I have recently joined a new lab and started to express bacterial recombinant proteins again. I have expressed three, all in the same vector, a modified pET vector with simple His tag in BL21(DE3) and all three proteins are too large, by between 5 -15kDa. The sequences are fine, (both of the empty vector and recombinants) their mobility is not affected by running on Tris-glycine or Tricine gels, but I am able to purify them on HisTrap and they give a signal with anti-His monoclonal on Western. The problem is I am not able to further purify them either by IEX or size exclusion and their size bothers me. How can I be sure these are really my proteins - any suggestions..??
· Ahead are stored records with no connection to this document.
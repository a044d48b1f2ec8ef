//! Session log formatting helpers.
//!
//! Every line transmitted to or received from a device is forwarded to the
//! logging sink with non-printable bytes hex-escaped, and with configured
//! secret values replaced by a fixed mask token before they can reach any log
//! output.

/// The token substituted for secret material in log text.
pub const REDACTION_MASK: &str = "<redacted>";

/// Hex-escape non-printable characters for logging.
///
/// Printable ASCII and newlines pass through; everything else is rendered as
/// `\x{NN}` so control sequences are visible in session logs.
#[must_use]
pub fn escape_nonprintable(text: &str) -> String {
    let mut out = String::with_capacity(text.len());
    for ch in text.chars() {
        match ch {
            '\n' => out.push_str("\\n"),
            '\r' => out.push_str("\\r"),
            c if (' '..='~').contains(&c) => out.push(c),
            c => {
                for byte in c.to_string().as_bytes() {
                    out.push_str(&format!("\\x{byte:02x}"));
                }
            }
        }
    }
    out
}

/// Replace every occurrence of each secret with [`REDACTION_MASK`].
///
/// Empty secrets are skipped; replacing an empty string would corrupt the
/// text rather than protect anything.
#[must_use]
pub fn redact(text: &str, secrets: &[String]) -> String {
    let mut out = text.to_string();
    for secret in secrets {
        if !secret.is_empty() {
            out = out.replace(secret.as_str(), REDACTION_MASK);
        }
    }
    out
}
consistent expression of overlarge proteinsbacterial expression
Posted 02 November 2015 - 08:12 AM
Are you saying the proteins migrate on SDS-PAGE gels ~5-15kDa larger than their predicted size? If so, I wouldn't worry about that. SDS-PAGE is not always a great indicator of protein size...it is not unusual for things to run faster or slower than expected.
If you want to be absolutely sure these are your proteins, run them out on a gel, cut the bands out and send for MS/MS sequencing. Or, if you have a specific activity assay of some kind then you can do that of course.
Why can't you do ion exchange or size exclusion? If you explain more then we might be able to help troubleshoot more effectively.
Edited by labtastic, 02 November 2015 - 09:13 AM.